Trata-se de um conjunto de medidas que contempla ações que de certa forma condicionam o investimento dos triticultores na próxima safra. Caso não haja expectativa de liquidez e claro apoio à produção nacional, o que está ruim pode ficar pior e provocar um verdadeiro desastre, com reflexos dentro e fora da porteira, da sustentabilidade econômica da atividade ao preço do pão francês, na ponta do consumo. No atual cenário, os primeiros números de área e produção sinalizam para uma significativa redução no volume em 2012, com grandes chances de cair abaixo de 5 milhões de toneladas. No Paraná, o maior produtor, com 50% da produção nacional, a área deve recuar para menos de 1 milhão de hectares. Para constar, o consumo supera 10 milhões de toneladas.
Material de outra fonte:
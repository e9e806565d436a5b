//! Dynamic TLS context resources and per-connection resolution
//!
//! A dynamic TLS context names an authentication context instead of
//! capturing key material at service start. Every [`resolve`] call
//! re-reads the current binding, so rewriting the `authentication-context`
//! attribute redirects the next connection without any reload.
//!
//! [`resolve`]: DynamicTlsContextResolver::resolve

use crate::context::{AuthenticationContext, Destination};
use crate::error::{Result, TlsError};
use crate::material::TlsMaterial;
use palisade_config::{ConstraintViolation, ResourceRegistry, ValidationError};
use parking_lot::RwLock;
use serde::{Deserialize, Serialize};
use std::sync::Arc;
use tracing::{debug, info};

/// Attribute name of the authentication-context reference
pub const AUTHENTICATION_CONTEXT: &str = "authentication-context";

/// Configuration submitted when adding a dynamic TLS context resource
#[derive(Debug, Clone, Default, PartialEq, Eq, Serialize, Deserialize)]
pub struct DynamicTlsContextConfig {
    /// Name of the authentication context driving per-destination selection
    #[serde(skip_serializing_if = "Option::is_none")]
    pub authentication_context: Option<String>,
}

impl DynamicTlsContextConfig {
    /// Configuration with no attributes set
    pub fn new() -> Self {
        Self::default()
    }

    /// Set the authentication-context reference
    pub fn with_authentication_context(mut self, name: impl Into<String>) -> Self {
        self.authentication_context = Some(name.into());
        self
    }

    /// Validate the configuration
    ///
    /// The `authentication-context` attribute is required and is the sole
    /// member of its alternatives group, so its absence violates both
    /// constraints; the aggregate failure reports the two codes together.
    pub fn validate(&self) -> palisade_config::Result<()> {
        let mut violations = ValidationError::new();

        if self.authentication_context.is_none() {
            violations.push(ConstraintViolation::required(AUTHENTICATION_CONTEXT));
            violations.push(ConstraintViolation::alternative_required(
                AUTHENTICATION_CONTEXT,
                &[AUTHENTICATION_CONTEXT],
            ));
        }

        violations.into_result()
    }
}

/// Stored snapshot of a validated dynamic TLS context resource
#[derive(Debug, Clone, PartialEq, Eq, Serialize, Deserialize)]
pub struct DynamicTlsContextRecord {
    /// Current authentication-context binding
    pub authentication_context: String,
}

/// Outcome of a runtime attribute write
#[derive(Debug, Clone, Copy, PartialEq, Eq)]
pub struct AttributeUpdate {
    /// True when dependent services must reload to observe the change
    pub requires_reload: bool,
}

struct SubsystemState {
    auth_contexts: ResourceRegistry<AuthenticationContext>,
    ssl_contexts: ResourceRegistry<TlsMaterial>,
    dynamic_contexts: ResourceRegistry<DynamicTlsContextRecord>,
    default_ssl_context: RwLock<Option<String>>,
}

/// The TLS subsystem's configuration surface
///
/// Holds the name-keyed registries behind the dynamic resolution path.
/// Cloning shares the underlying state.
#[derive(Clone)]
pub struct TlsSubsystem {
    state: Arc<SubsystemState>,
}

impl TlsSubsystem {
    /// Create an empty subsystem
    pub fn new() -> Self {
        Self {
            state: Arc::new(SubsystemState {
                auth_contexts: ResourceRegistry::new("authentication-context"),
                ssl_contexts: ResourceRegistry::new("ssl-context"),
                dynamic_contexts: ResourceRegistry::new("dynamic-client-ssl-context"),
                default_ssl_context: RwLock::new(None),
            }),
        }
    }

    // ------------------------------------------------------------------
    // authentication-context resources
    // ------------------------------------------------------------------

    /// Register an authentication context
    pub fn add_authentication_context(
        &self,
        name: impl Into<String>,
        context: AuthenticationContext,
    ) -> Result<()> {
        self.state.auth_contexts.add(name, context)?;
        Ok(())
    }

    /// Replace an authentication context wholesale
    pub fn replace_authentication_context(
        &self,
        name: &str,
        context: AuthenticationContext,
    ) -> Result<()> {
        self.state.auth_contexts.replace(name, context)?;
        Ok(())
    }

    /// Remove an authentication context
    ///
    /// Dynamic resources referencing it keep their binding; the dangling
    /// name surfaces as a resolution failure on the next connection
    /// attempt, not here.
    pub fn remove_authentication_context(&self, name: &str) -> Result<()> {
        self.state.auth_contexts.remove(name)?;
        Ok(())
    }

    // ------------------------------------------------------------------
    // ssl-context resources
    // ------------------------------------------------------------------

    /// Register TLS material under a name
    pub fn add_ssl_context(&self, name: impl Into<String>, material: TlsMaterial) -> Result<()> {
        self.state.ssl_contexts.add(name, material)?;
        Ok(())
    }

    /// Replace named TLS material wholesale
    pub fn replace_ssl_context(&self, name: &str, material: TlsMaterial) -> Result<()> {
        self.state.ssl_contexts.replace(name, material)?;
        Ok(())
    }

    /// Remove named TLS material
    pub fn remove_ssl_context(&self, name: &str) -> Result<()> {
        self.state.ssl_contexts.remove(name)?;
        Ok(())
    }

    // ------------------------------------------------------------------
    // dynamic-client-ssl-context resources
    // ------------------------------------------------------------------

    /// Add a dynamic TLS context resource
    ///
    /// # Errors
    ///
    /// Aggregate validation failure when the configuration is incomplete;
    /// duplicate error when the name is taken.
    pub fn add_dynamic_context(
        &self,
        name: impl Into<String>,
        config: DynamicTlsContextConfig,
    ) -> Result<()> {
        config.validate()?;

        // validate() guarantees the attribute is present.
        let authentication_context = config.authentication_context.ok_or_else(|| {
            palisade_config::ConfigError::from(
                ValidationError::new().with(ConstraintViolation::required(AUTHENTICATION_CONTEXT)),
            )
        })?;

        let name = name.into();
        self.state.dynamic_contexts.add(
            name.clone(),
            DynamicTlsContextRecord {
                authentication_context,
            },
        )?;
        info!(name = %name, "dynamic TLS context added");
        Ok(())
    }

    /// Read the current snapshot of a dynamic TLS context resource
    pub fn read_dynamic_context(&self, name: &str) -> Result<Arc<DynamicTlsContextRecord>> {
        Ok(self.state.dynamic_contexts.get(name)?)
    }

    /// Rewrite the `authentication-context` attribute of a dynamic resource
    ///
    /// Takes effect on the next resolution; no reload is required.
    pub fn write_authentication_context(
        &self,
        name: &str,
        value: impl Into<String>,
    ) -> Result<AttributeUpdate> {
        let value = value.into();
        self.state.dynamic_contexts.update(name, |_current| {
            DynamicTlsContextRecord {
                authentication_context: value.clone(),
            }
        })?;
        info!(name = %name, "authentication-context attribute rewritten");
        Ok(AttributeUpdate {
            requires_reload: false,
        })
    }

    /// Remove a dynamic TLS context resource
    pub fn remove_dynamic_context(&self, name: &str) -> Result<()> {
        self.state.dynamic_contexts.remove(name)?;
        Ok(())
    }

    // ------------------------------------------------------------------
    // subsystem-level default
    // ------------------------------------------------------------------

    /// Point the process-wide default SSL context at a named resource
    ///
    /// The write itself succeeds immediately, but consumers that captured
    /// the previous default as a fixed object only observe the change
    /// after a reload, so the outcome is flagged accordingly.
    pub fn set_default_ssl_context(&self, name: impl Into<String>) -> Result<AttributeUpdate> {
        let name = name.into();
        if !self.state.dynamic_contexts.contains(&name) && !self.state.ssl_contexts.contains(&name)
        {
            return Err(TlsError::Config(palisade_config::ConfigError::NotFound(
                format!("ssl-context '{name}'"),
            )));
        }

        *self.state.default_ssl_context.write() = Some(name.clone());
        info!(name = %name, "default-ssl-context attribute rewritten");
        Ok(AttributeUpdate {
            requires_reload: true,
        })
    }

    /// Current default SSL context name, if any
    pub fn default_ssl_context(&self) -> Option<String> {
        self.state.default_ssl_context.read().clone()
    }

    // ------------------------------------------------------------------
    // resolution
    // ------------------------------------------------------------------

    /// A resolver bound to the named dynamic TLS context resource
    ///
    /// Binding is by name only; a dangling or later-removed resource
    /// surfaces when [`DynamicTlsContextResolver::resolve`] is called.
    pub fn resolver(&self, name: impl Into<String>) -> DynamicTlsContextResolver {
        DynamicTlsContextResolver {
            name: name.into(),
            state: Arc::clone(&self.state),
        }
    }
}

impl Default for TlsSubsystem {
    fn default() -> Self {
        Self::new()
    }
}

/// Per-connection TLS context resolver
///
/// # Thread Safety
///
/// Safe to share across connection threads; every call reads the current
/// registry snapshots.
#[derive(Clone)]
pub struct DynamicTlsContextResolver {
    name: String,
    state: Arc<SubsystemState>,
}

impl DynamicTlsContextResolver {
    /// Name of the dynamic TLS context resource this resolver is bound to
    pub fn name(&self) -> &str {
        &self.name
    }

    /// Resolve TLS material for one outbound connection
    ///
    /// Re-reads the resource record, follows its current
    /// `authentication-context` binding, selects the SSL context named by
    /// the first matching destination rule, and returns that context's
    /// current material snapshot.
    ///
    /// # Errors
    ///
    /// [`TlsError::Resolution`] when any name in the chain is dangling or
    /// no rule matches the destination.
    pub fn resolve(&self, destination: &Destination) -> Result<TlsMaterial> {
        let record = self
            .state
            .dynamic_contexts
            .get(&self.name)
            .map_err(|err| TlsError::Resolution(err.to_string()))?;

        let context = self
            .state
            .auth_contexts
            .get(&record.authentication_context)
            .map_err(|err| TlsError::Resolution(err.to_string()))?;

        let ssl_context = context.select(destination).ok_or_else(|| {
            TlsError::Resolution(format!(
                "authentication-context '{}' has no rule matching {}:{}",
                record.authentication_context, destination.host, destination.port
            ))
        })?;

        let material = self
            .state
            .ssl_contexts
            .get(ssl_context)
            .map_err(|err| TlsError::Resolution(err.to_string()))?;

        debug!(
            resource = %self.name,
            authentication_context = %record.authentication_context,
            ssl_context = %ssl_context,
            host = %destination.host,
            port = destination.port,
            "TLS context resolved"
        );
        Ok((*material).clone())
    }
}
Mas por que produzir trigo? Basicamente porque, além da garantia de segurança alimentar, o cereal é a melhor opção para cultivo em larga escala no período de inverno, em sucessão à soja, contribuindo sobremaneira para a sustentabilidade socioeconômica e ambiental do sistema agrícola. Defender os interesses do trigo, portanto, é o mesmo que defender o interesse público, combater interesses exclusivos de alguns elos da cadeia e posicionar o país no mercado internacional. Um bom jeito de começar pode ser implementar uma das propostas do setor produtivo para 2012, de suspender a autorização automática de importação do trigo em grão. A outorga seria liberada com base na comprovação de compra da mesma quantidade de trigo nacional. Ou seja, a cada 1 tonelada do trigo nacional comprada pela indústria local será permitida a importação de 1 tonelada do trigo.

No mínimo justo, além da boa disputa com a indústria. É pagar para ver.